At the close of each business day, every machine, utensil and surface used to process the meat is carefully disinfected and sterilized to exclude any likelihood of micro-organisms and bacterial growth.
Megas Yeeros has directed, for quality and health purposes, 99% of its production to frozen products. As scientific studies have repeatedly demonstrated, throughout the production of the fresh Yeeros and up to its distribution to end consumers, there are temperature variations which cause product humidity loss.
Dehydration leads to the loss of valuable substances, such as vitamins, proteins and micronutrients, all of which are necessary for the high nutritional value of the product. Special cutting-edge blast chillers, in which the Shock Freeze process takes place, are used to freeze the products: the products are chilled rapidly to -40°C in order to avoid meat-fibre cracking, maintain all organoleptic qualities and stop, at the same time, any bacterial or enzymatic changes which affect the product’s hygiene. The process is completed in more than 12 hours, so that the temperature at the core of the product, depending on the initial weight, may reach -20°C.
If the product, when fresh, is frozen in a simple freezer without undergoing any shock freezing, it will be frozen only externally; however, the bacterial changes in its core will continue.
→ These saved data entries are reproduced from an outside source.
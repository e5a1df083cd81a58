//! The experience listing: normalization, lookup by slug and search.

use crate::document::children;
use crate::error::CatalogError;
use apb_domain::experience::Experience;
use serde::Deserialize;
use serde_json::Value;

/// Listable experiences in document key order.
#[derive(Debug, Clone, Default)]
pub struct ExperienceCatalog {
    experiences: Vec<Experience>,
}

impl ExperienceCatalog {
    /// Keeps only listable experiences (see [`Experience::is_listable`]).
    pub fn new(experiences: impl IntoIterator<Item = Experience>) -> Self {
        Self { experiences: experiences.into_iter().filter(Experience::is_listable).collect() }
    }

    /// Normalizes the raw experiences node of a document tree.
    ///
    /// Wrongly typed optional fields fall back to their empty values. Children that are
    /// not objects, or lack a product id, name or slug, are left out with a debug event.
    ///
    /// # Errors
    /// Returns [`CatalogError::Snapshot`] when the node is neither a collection nor `null`.
    pub fn from_document(node: &Value) -> Result<Self, CatalogError> {
        let mut experiences = Vec::new();

        for (key, child) in children(node, "experiences")? {
            match Experience::deserialize(child) {
                Ok(experience) if experience.is_listable() => experiences.push(experience),
                Ok(_) => tracing::debug!(key = %key, "Skipping experience without identity fields"),
                Err(e) => tracing::debug!(key = %key, error = %e, "Skipping malformed experience"),
            }
        }

        tracing::debug!(experiences = experiences.len(), "Experiences loaded");
        Ok(Self { experiences })
    }

    #[must_use]
    pub fn find_by_slug(&self, slug: &str) -> Option<&Experience> {
        self.experiences.iter().find(|experience| experience.slug == slug)
    }

    /// Case-insensitive substring search over the name, the location fields and the
    /// composed [`Experience::location`] (`"San Francisco, Cundinamarca"`).
    ///
    /// A blank term matches everything.
    #[must_use]
    pub fn search(&self, term: &str) -> Vec<&Experience> {
        let needle = term.trim().to_lowercase();
        if needle.is_empty() {
            return self.experiences.iter().collect();
        }

        self.experiences
            .iter()
            .filter(|experience| {
                // The composed location already covers zone_state.
                let location = experience.location();
                [&experience.name, &experience.zone, &experience.state, &location]
                    .iter()
                    .any(|field| field.to_lowercase().contains(&needle))
            })
            .collect()
    }

    pub fn iter(&self) -> impl Iterator<Item = &Experience> {
        self.experiences.iter()
    }

    #[must_use]
    pub fn len(&self) -> usize {
        self.experiences.len()
    }

    #[must_use]
    pub fn is_empty(&self) -> bool {
        self.experiences.is_empty()
    }
}
use crate::constants::{DEFAULT_PROJECT_ID, EXPERIENCES_NODE, INFO_NODE, LANGUAGES};
use serde::Deserialize;
use std::ops::{Deref, DerefMut};
use std::path::PathBuf;
use std::sync::Arc;

/// Top-level application configuration.
#[derive(Default, Debug, Clone, Deserialize)]
#[serde(default)]
pub struct AppConfigInner {
    pub catalog: CatalogConfig,
    pub logging: LoggingConfig,
}

/// Thin Arc-wrapped config for inexpensive cloning into subsystems.
#[derive(Default, Debug, Clone, Deserialize)]
pub struct AppConfig {
    #[serde(flatten, default)]
    inner: Arc<AppConfigInner>,
}

impl Deref for AppConfig {
    type Target = AppConfigInner;

    fn deref(&self) -> &Self::Target {
        &self.inner
    }
}

impl DerefMut for AppConfig {
    fn deref_mut(&mut self) -> &mut AppConfigInner {
        Arc::make_mut(&mut self.inner)
    }
}

/// Where the catalog lives inside an exported document tree.
#[derive(Debug, Clone, Deserialize)]
#[serde(default)]
pub struct CatalogConfig {
    /// JSON export of the document store.
    pub snapshot: PathBuf,
    pub project_id: String,
    pub experiences_node: String,
    pub info_node: String,
    /// `main_id` that marks language facts.
    pub language_key: String,
}

impl CatalogConfig {
    /// JSON pointer of the experiences node.
    #[must_use]
    pub fn experiences_pointer(&self) -> String {
        format!("/projects/{}/data/{}", self.project_id, self.experiences_node)
    }

    /// JSON pointer of the info catalog node.
    #[must_use]
    pub fn info_pointer(&self) -> String {
        format!("/projects/{}/data/{}", self.project_id, self.info_node)
    }
}

#[derive(Debug, Clone, Deserialize)]
#[serde(default)]
pub struct LoggingConfig {
    pub level: String,
    /// Enables rolling file output when set.
    pub directory: Option<PathBuf>,
    pub json: bool,
}

// --- Default ---

impl Default for CatalogConfig {
    fn default() -> Self {
        Self {
            snapshot: PathBuf::from("snapshot.json"),
            project_id: DEFAULT_PROJECT_ID.to_owned(),
            experiences_node: EXPERIENCES_NODE.to_owned(),
            info_node: INFO_NODE.to_owned(),
            language_key: LANGUAGES.to_owned(),
        }
    }
}

impl Default for LoggingConfig {
    fn default() -> Self {
        Self { level: "info".to_owned(), directory: None, json: false }
    }
}
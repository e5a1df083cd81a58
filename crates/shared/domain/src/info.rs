use crate::lenient::{or_default, text};
use crate::rank::RawRank;
use serde::{Deserialize, Serialize};

/// One entry of the shared info catalog (`z_btc_info`), keyed by [`InfoRecord::info_id`].
///
/// Records are grouped for display by `product_info_title`; several records share a title.
#[derive(Debug, Clone, Default, PartialEq, Serialize, Deserialize)]
#[serde(default)]
pub struct InfoRecord {
    #[serde(deserialize_with = "text")]
    pub info_id: String,
    /// Category key. [`crate::constants::LANGUAGES`] marks spoken languages.
    #[serde(deserialize_with = "text")]
    pub main_id: String,
    /// Display group title.
    #[serde(deserialize_with = "text")]
    pub product_info_title: String,
    /// The human-readable fact.
    #[serde(deserialize_with = "text")]
    pub product_info: String,
    /// Symbolic icon name.
    #[serde(deserialize_with = "text")]
    pub icon: String,
    /// Rank of the record's group.
    pub order: Option<RawRank>,
    /// Rank of the record inside its group.
    pub item_order: Option<RawRank>,
    #[serde(deserialize_with = "or_default", skip_serializing_if = "Option::is_none")]
    pub info_main_title: Option<String>,
    #[serde(deserialize_with = "or_default", skip_serializing_if = "Option::is_none")]
    pub info_name: Option<String>,
    #[serde(deserialize_with = "or_default", skip_serializing_if = "Option::is_none")]
    pub main_name: Option<String>,
}

impl InfoRecord {
    #[must_use]
    pub fn is_language(&self, language_key: &str) -> bool {
        self.main_id == language_key
    }
}

/// A pointer from an experience into the info catalog.
#[derive(Debug, Clone, Default, PartialEq, Eq, Serialize, Deserialize)]
#[serde(default)]
pub struct InfoReference {
    #[serde(deserialize_with = "text")]
    pub info_id: String,
    #[serde(deserialize_with = "text")]
    pub main_id: String,
}

impl InfoReference {
    pub fn new(info_id: impl Into<String>, main_id: impl Into<String>) -> Self {
        Self { info_id: info_id.into(), main_id: main_id.into() }
    }
}
//! Well-known keys of the experience document store.

/// `main_id` value marking an info record as a spoken language.
pub const LANGUAGES: &str = "languages";

/// Project whose data tree holds the published catalog.
pub const DEFAULT_PROJECT_ID: &str = "proj_rsK6jYGJzKf9mkbruz2oe6";

/// Child of `data` holding experience documents.
pub const EXPERIENCES_NODE: &str = "experiences";

/// Child of `data` holding the shared info catalog.
pub const INFO_NODE: &str = "z_btc_info";

/// Placeholder rendered for prices that are absent or not numeric.
pub const PRICE_UNAVAILABLE: &str = "N/A";
//! End-to-end tests for the account API
//!
//! These drive the real router against a file-backed SQLite database:
//! - Register / login / rename scenario
//! - Conflict and not-found handling
//! - Identical 401 bodies for unknown user and wrong password

use axum::Router;
use axum::body::{Body, to_bytes};
use axum::http::{Request, StatusCode, header};
use pretty_assertions::assert_eq;
use serde_json::{Value, json};
use tempfile::TempDir;
use tower::ServiceExt;

use cafe_accounts::db::{Database, init_schema};
use cafe_accounts::{AppState, api};

const PICTURE: &str = "iVBORw0KGgoAAAANSUhEUgAAAAEAAAABCAYAAAAfFcSJAAAADUlEQVR42mNk";

struct TestApp {
    app: Router,
    db: Database,
    _dir: TempDir,
}

impl TestApp {
    async fn new() -> Self {
        let dir = TempDir::new().unwrap();
        let path = dir.path().join("accounts.db");
        let db = Database::connect(path.to_str().unwrap()).await.unwrap();
        init_schema(db.pool()).await.unwrap();

        Self {
            app: api::router(AppState::new(db.clone())),
            db,
            _dir: dir,
        }
    }

    async fn post(&self, uri: &str, body: Value) -> (StatusCode, Value) {
        let request = Request::post(uri)
            .header(header::CONTENT_TYPE, "application/json")
            .body(Body::from(body.to_string()))
            .unwrap();
        let response = self.app.clone().oneshot(request).await.unwrap();
        let status = response.status();
        let bytes = to_bytes(response.into_body(), usize::MAX).await.unwrap();
        (status, serde_json::from_slice(&bytes).unwrap())
    }

    async fn register(&self, username: &str, password: &str, picture: &str) -> (StatusCode, Value) {
        self.post(
            "/register",
            json!({ "username": username, "password": password, "profilePic": picture }),
        )
        .await
    }

    async fn login(&self, username: &str, password: &str) -> (StatusCode, Value) {
        self.post("/login", json!({ "username": username, "password": password }))
            .await
    }

    async fn stored_row(&self, username: &str) -> Option<(String, String)> {
        sqlx::query_as("SELECT password, profile_pic_base64 FROM users WHERE username = ?")
            .bind(username)
            .fetch_optional(self.db.pool())
            .await
            .unwrap()
    }
}

#[tokio::test]
async fn test_register_login_rename_scenario() {
    let app = TestApp::new().await;

    let (status, _) = app.register("alice", "pw123", PICTURE).await;
    assert_eq!(status, StatusCode::CREATED);

    let (status, body) = app.login("alice", "pw123").await;
    assert_eq!(status, StatusCode::OK);
    assert_eq!(
        body,
        json!({ "status": "success", "user": { "username": "alice", "profilePic": PICTURE } })
    );

    let (status, _) = app.login("alice", "wrong").await;
    assert_eq!(status, StatusCode::UNAUTHORIZED);

    let (status, body) = app
        .post(
            "/update-profile",
            json!({ "currentUsername": "alice", "newUsername": "alice2" }),
        )
        .await;
    assert_eq!(status, StatusCode::OK);
    assert_eq!(
        body,
        json!({
            "status": "success",
            "message": "Profile updated successfully.",
            "user": { "username": "alice2" }
        })
    );

    let (status, body) = app.login("alice2", "pw123").await;
    assert_eq!(status, StatusCode::OK);
    assert_eq!(body["user"]["profilePic"], PICTURE);

    let (status, _) = app.login("alice", "pw123").await;
    assert_eq!(status, StatusCode::UNAUTHORIZED);
}

#[tokio::test]
async fn test_duplicate_registration_conflicts() {
    let app = TestApp::new().await;
    app.register("alice", "pw123", PICTURE).await;

    let (status, body) = app.register("alice", "different", "b3RoZXI=").await;
    assert_eq!(status, StatusCode::CONFLICT);
    assert_eq!(
        body,
        json!({ "status": "error", "message": "Username already in use." })
    );

    let (_, stored_picture) = app.stored_row("alice").await.unwrap();
    assert_eq!(stored_picture, PICTURE);
}

#[tokio::test]
async fn test_login_failures_are_indistinguishable() {
    let app = TestApp::new().await;
    app.register("alice", "pw123", PICTURE).await;

    let unknown = app.login("nobody", "pw123").await;
    let wrong = app.login("alice", "pw124").await;

    assert_eq!(unknown.0, StatusCode::UNAUTHORIZED);
    assert_eq!(unknown, wrong);
    assert_eq!(
        unknown.1,
        json!({ "status": "error", "message": "Invalid username or password." })
    );
}

#[tokio::test]
async fn test_password_is_not_stored_in_plaintext() {
    let app = TestApp::new().await;

    for (username, password) in [("a", "x"), ("b", "pw123"), ("c", "correct horse battery")] {
        app.register(username, password, PICTURE).await;
        let (stored, _) = app.stored_row(username).await.unwrap();
        assert_ne!(stored, password);
        assert!(stored.starts_with("$2"));
    }
}

#[tokio::test]
async fn test_rename_to_taken_username_leaves_rows_unchanged() {
    let app = TestApp::new().await;
    app.register("alice", "pw123", PICTURE).await;
    app.register("bob", "pw456", "Ym9i").await;

    let alice_before = app.stored_row("alice").await;
    let bob_before = app.stored_row("bob").await;

    let (status, body) = app
        .post(
            "/update-profile",
            json!({ "currentUsername": "alice", "newUsername": "bob", "newProfilePic": "bmV3" }),
        )
        .await;
    assert_eq!(status, StatusCode::CONFLICT);
    assert_eq!(body["status"], "error");

    assert_eq!(app.stored_row("alice").await, alice_before);
    assert_eq!(app.stored_row("bob").await, bob_before);
}

#[tokio::test]
async fn test_rename_unknown_user_is_not_found() {
    let app = TestApp::new().await;

    let (status, body) = app
        .post(
            "/update-profile",
            json!({ "currentUsername": "ghost", "newUsername": "ghost2" }),
        )
        .await;
    assert_eq!(status, StatusCode::NOT_FOUND);
    assert_eq!(body, json!({ "status": "error", "message": "User not found." }));
}

#[tokio::test]
async fn test_data_survives_reopen() {
    let dir = TempDir::new().unwrap();
    let path = dir.path().join("accounts.db");
    let path = path.to_str().unwrap();

    {
        let db = Database::connect(path).await.unwrap();
        let created = init_schema(db.pool()).await.unwrap();
        assert!(created.created("users"));

        let app = api::router(AppState::new(db.clone()));
        let request = Request::post("/register")
            .header(header::CONTENT_TYPE, "application/json")
            .body(Body::from(
                json!({ "username": "alice", "password": "pw123", "profilePic": PICTURE })
                    .to_string(),
            ))
            .unwrap();
        let response = app.oneshot(request).await.unwrap();
        assert_eq!(response.status(), StatusCode::CREATED);
        db.pool().close().await;
    }

    let db = Database::connect(path).await.unwrap();
    let again = init_schema(db.pool()).await.unwrap();
    assert!(again.tables_created.is_empty());
    assert!(db.users().get_by_username("alice").await.unwrap().is_some());
}
//! Database connection and operations

pub mod schema;
pub mod users;

use std::str::FromStr;
use std::time::Duration;

use anyhow::{Context, Result};
use sqlx::SqlitePool;
use sqlx::sqlite::{SqliteConnectOptions, SqlitePoolOptions};

pub use schema::{SchemaInitResult, init_schema};
pub use users::{CreateUser, ProfileUpdate, StoreError, UserRecord, UsersRepository};

/// All handlers share one connection; SQLite serializes the writes.
const MAX_CONNECTIONS: u32 = 1;

/// Database wrapper providing connection pool access
#[derive(Clone)]
pub struct Database {
    pool: SqlitePool,
}

impl Database {
    /// Open (or create) the SQLite database file at `path`
    pub async fn connect(path: &str) -> Result<Self> {
        let options = SqliteConnectOptions::new()
            .filename(path)
            .create_if_missing(true);

        let pool = SqlitePoolOptions::new()
            .max_connections(MAX_CONNECTIONS)
            .connect_with(options)
            .await
            .with_context(|| format!("Failed to open database at {}", path))?;

        Ok(Self { pool })
    }

    /// Open a private in-memory database.
    ///
    /// The single connection is never recycled, otherwise the data would vanish with it.
    pub async fn connect_in_memory() -> Result<Self> {
        let options = SqliteConnectOptions::from_str("sqlite::memory:")?;

        let pool = SqlitePoolOptions::new()
            .max_connections(MAX_CONNECTIONS)
            .idle_timeout(None::<Duration>)
            .max_lifetime(None::<Duration>)
            .connect_with(options)
            .await
            .context("Failed to open in-memory database")?;

        Ok(Self { pool })
    }

    /// Get the connection pool
    pub fn pool(&self) -> &SqlitePool {
        &self.pool
    }

    /// Get a users repository
    pub fn users(&self) -> UsersRepository {
        UsersRepository::new(self.pool.clone())
    }
}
Therefore, the expiry date indicated on such a product is purely theoretical. Only manufacturers who have a blast chiller can supply a safe frozen product and guarantee its preservation.
In line with current global standards and in strict compliance with European law (178/2002), Megas Yeeros has installed an electronic software system (Item Tracker), through which it is able to monitor accurately every production stage of its products.
The system records in detail every necessary information (e.g. meat producer, country of origin, country of slaughtering, slaughtering date, processing date, weight, lot) for all products in every stage of its production process, from reception, cutting, processing, packaging up to final distribution.
The specific lot numbers indicated on the products provide the ability to recall any product in case of any quality problem, with the aim of protecting consumers. A similar electronic software system is also used for the traceability of raw materials (spices, additives).